[Items from a dataset]
---
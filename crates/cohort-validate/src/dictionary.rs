//! Variable-dictionary file validation.

use std::collections::BTreeMap;
use std::collections::BTreeSet;

use cohort_model::{DataType, RowView, Table, VariableSource, template};

use crate::batch::{DictionaryRow, ValidatedDictionary};
use crate::common;
use crate::error::{Result, ValidationError};

/// Validate a loaded dictionary table against the dictionary template and
/// its domain rules. On success the category columns are normalized to
/// trimmed upper-case and the boolean-coded columns are coerced.
pub fn validate_dictionary(table: &Table) -> Result<ValidatedDictionary> {
    common::check_template(table, "dictionary", template::DICTIONARY_COLUMNS)?;
    common::check_duplicates(table)?;
    common::check_blanks(table)?;
    common::check_populated(table, "dataset_name")?;
    common::check_populated(table, "variable_name")?;
    common::check_populated(table, "data_type")?;
    common::check_populated(table, "has_options")?;
    common::check_populated(table, "deidentification_required")?;
    common::check_populated(table, "variable_source")?;
    let dataset_name = common::single_dataset_name(table)?;

    let mut rows = Vec::with_capacity(table.height());
    for row in table.iter_rows() {
        rows.push(parse_row(&row)?);
    }
    check_option_coherence(&rows)?;

    Ok(ValidatedDictionary::new(dataset_name, rows))
}

fn parse_row(row: &RowView<'_>) -> Result<DictionaryRow> {
    let data_type = parse_data_type(row)?;
    let variable_name = row.get("variable_name").unwrap_or_default().to_string();

    let category_level_1 = row.get("category_level_1").map(normalize_category);
    let category_level_2 = row.get("category_level_2").map(normalize_category);
    if category_level_2.is_some() && category_level_1.is_none() {
        return Err(ValidationError::OrphanCategoryLevel2 { row: row.index() });
    }

    let option_name = row.get("option_name").map(str::to_string);
    let option_description = row.get("option_description").map(str::to_string);
    if option_name.is_some() && option_description.is_none() {
        return Err(ValidationError::OptionDescriptionMissing { row: row.index() });
    }

    let range_min = parse_range(row, "range_min")?;
    let range_max = parse_range(row, "range_max")?;
    if (range_min.is_some() || range_max.is_some()) && !data_type.is_numeric() {
        return Err(ValidationError::RangeOnNonNumeric {
            variable: variable_name,
        });
    }

    // TODO: require deidentification_required when deidentification_method
    // is populated, once the method vocabulary is settled.
    Ok(DictionaryRow {
        variable_name,
        variable_description: row.get("variable_description").map(str::to_string),
        data_type,
        unit: row.get("unit").map(str::to_string),
        category_level_1,
        category_level_2,
        associated_visit: row.get("associated_visit").map(str::to_string),
        has_options: parse_bool_coded(row, "has_options")?,
        option_name,
        option_description,
        range_min,
        range_max,
        deidentification_required: parse_bool_coded(row, "deidentification_required")?,
        deidentification_method: row.get("deidentification_method").map(str::to_string),
        variable_source: parse_variable_source(row)?,
    })
}

fn normalize_category(raw: &str) -> String {
    raw.trim().to_uppercase()
}

fn parse_data_type(row: &RowView<'_>) -> Result<DataType> {
    let value = row.get("data_type").unwrap_or_default();
    let parsed = value
        .parse::<DataType>()
        .map_err(|reason| ValidationError::InvalidField {
            field: "data_type",
            value: value.to_string(),
            row: row.index(),
            reason,
        })?;
    // `time` only appears on measurement values; dictionaries declare the
    // five template types.
    if parsed == DataType::Time {
        return Err(ValidationError::InvalidField {
            field: "data_type",
            value: value.to_string(),
            row: row.index(),
            reason: "not an allowed dictionary data type".to_string(),
        });
    }
    Ok(parsed)
}

fn parse_variable_source(row: &RowView<'_>) -> Result<VariableSource> {
    let value = row.get("variable_source").unwrap_or_default();
    value
        .parse::<VariableSource>()
        .map_err(|reason| ValidationError::InvalidField {
            field: "variable_source",
            value: value.to_string(),
            row: row.index(),
            reason,
        })
}

fn parse_bool_coded(row: &RowView<'_>, field: &'static str) -> Result<bool> {
    match row.get(field) {
        Some("0") => Ok(false),
        Some("1") => Ok(true),
        Some(value) => Err(ValidationError::InvalidField {
            field,
            value: value.to_string(),
            row: row.index(),
            reason: "must be boolean-coded as 0 or 1".to_string(),
        }),
        None => Err(ValidationError::MissingValue { column: field }),
    }
}

fn parse_range(row: &RowView<'_>, field: &'static str) -> Result<Option<f64>> {
    match row.get(field) {
        None => Ok(None),
        Some(value) => value.parse::<f64>().map(Some).map_err(|_| {
            ValidationError::InvalidField {
                field,
                value: value.to_string(),
                row: row.index(),
                reason: "not numeric".to_string(),
            }
        }),
    }
}

/// Every variable that declares options must carry a populated,
/// row-unique option_name on each of its rows: the variable's row count
/// must equal its distinct option-name count.
fn check_option_coherence(rows: &[DictionaryRow]) -> Result<()> {
    let mut by_variable: BTreeMap<&str, Vec<&DictionaryRow>> = BTreeMap::new();
    for row in rows {
        by_variable.entry(&row.variable_name).or_default().push(row);
    }
    for (variable, group) in by_variable {
        if !group.iter().any(|row| row.has_options) {
            continue;
        }
        let mut names = BTreeSet::new();
        for row in &group {
            match &row.option_name {
                Some(name) => {
                    names.insert(name.as_str());
                }
                None => {
                    return Err(ValidationError::OptionNameMissing {
                        variable: variable.to_string(),
                    });
                }
            }
        }
        if names.len() != group.len() {
            return Err(ValidationError::NonUniqueOptions {
                variable: variable.to_string(),
            });
        }
    }
    Ok(())
}

#[cfg(test)]
mod tests {
    use super::*;

    fn headers() -> Vec<String> {
        template::DICTIONARY_COLUMNS
            .iter()
            .map(|c| c.to_string())
            .collect()
    }

    fn base_row() -> BTreeMap<&'static str, &'static str> {
        BTreeMap::from([
            ("dataset_name", "STUDY1"),
            ("variable_name", "hr"),
            ("data_type", "int"),
            ("has_options", "0"),
            ("deidentification_required", "0"),
            ("variable_source", "ORIGINAL"),
        ])
    }

    fn to_cells(values: &BTreeMap<&str, &str>) -> Vec<Option<String>> {
        template::DICTIONARY_COLUMNS
            .iter()
            .map(|col| values.get(col).map(|v| v.to_string()))
            .collect()
    }

    #[test]
    fn minimal_dictionary_validates() {
        let table = Table::new(headers(), vec![to_cells(&base_row())]);
        let validated = validate_dictionary(&table).unwrap();
        assert_eq!(validated.dataset_name(), "STUDY1");
        assert_eq!(validated.rows()[0].data_type, DataType::Int);
        assert!(!validated.rows()[0].has_options);
    }

    #[test]
    fn categories_normalized_upper() {
        let mut row = base_row();
        row.insert("category_level_1", "  cardiac ");
        let table = Table::new(headers(), vec![to_cells(&row)]);
        let validated = validate_dictionary(&table).unwrap();
        assert_eq!(
            validated.rows()[0].category_level_1.as_deref(),
            Some("CARDIAC")
        );
    }

    #[test]
    fn level_2_requires_level_1() {
        let mut row = base_row();
        row.insert("category_level_2", "ECHO");
        let table = Table::new(headers(), vec![to_cells(&row)]);
        assert!(matches!(
            validate_dictionary(&table),
            Err(ValidationError::OrphanCategoryLevel2 { .. })
        ));
    }

    #[test]
    fn time_not_allowed_in_dictionaries() {
        let mut row = base_row();
        row.insert("data_type", "time");
        let table = Table::new(headers(), vec![to_cells(&row)]);
        assert!(matches!(
            validate_dictionary(&table),
            Err(ValidationError::InvalidField {
                field: "data_type",
                ..
            })
        ));
    }

    #[test]
    fn range_on_string_variable_rejected() {
        let mut row = base_row();
        row.insert("data_type", "str");
        row.insert("range_min", "0");
        let table = Table::new(headers(), vec![to_cells(&row)]);
        assert!(matches!(
            validate_dictionary(&table),
            Err(ValidationError::RangeOnNonNumeric { .. })
        ));
    }

    #[test]
    fn shared_option_name_rejected() {
        let mut first = base_row();
        first.insert("has_options", "1");
        first.insert("option_name", "LOW");
        first.insert("option_description", "Below range");
        let mut second = first.clone();
        second.insert("option_description", "Also below range");
        let table = Table::new(headers(), vec![to_cells(&first), to_cells(&second)]);
        assert!(matches!(
            validate_dictionary(&table),
            Err(ValidationError::NonUniqueOptions { .. })
        ));
    }

    #[test]
    fn option_name_required_when_has_options() {
        let mut row = base_row();
        row.insert("has_options", "1");
        let table = Table::new(headers(), vec![to_cells(&row)]);
        assert!(matches!(
            validate_dictionary(&table),
            Err(ValidationError::OptionNameMissing { .. })
        ));
    }

    #[test]
    fn option_description_required_with_name() {
        let mut row = base_row();
        row.insert("has_options", "1");
        row.insert("option_name", "LOW");
        let table = Table::new(headers(), vec![to_cells(&row)]);
        assert!(matches!(
            validate_dictionary(&table),
            Err(ValidationError::OptionDescriptionMissing { .. })
        ));
    }

    #[test]
    fn has_options_must_be_bool_coded() {
        let mut row = base_row();
        row.insert("has_options", "yes");
        let table = Table::new(headers(), vec![to_cells(&row)]);
        assert!(matches!(
            validate_dictionary(&table),
            Err(ValidationError::InvalidField {
                field: "has_options",
                ..
            })
        ));
    }
}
---
Check each line of the entries for the string "common". Copy the lines that have it.

RESPONSE FOR THIS EXERCISE:
use crate::common;
    common::check_template(table, "dictionary", template::DICTIONARY_COLUMNS)?;
    common::check_duplicates(table)?;
    common::check_blanks(table)?;
    common::check_populated(table, "dataset_name")?;
    common::check_populated(table, "variable_name")?;
    common::check_populated(table, "data_type")?;
    common::check_populated(table, "has_options")?;
    common::check_populated(table, "deidentification_required")?;
    common::check_populated(table, "variable_source")?;
    let dataset_name = common::single_dataset_name(table)?;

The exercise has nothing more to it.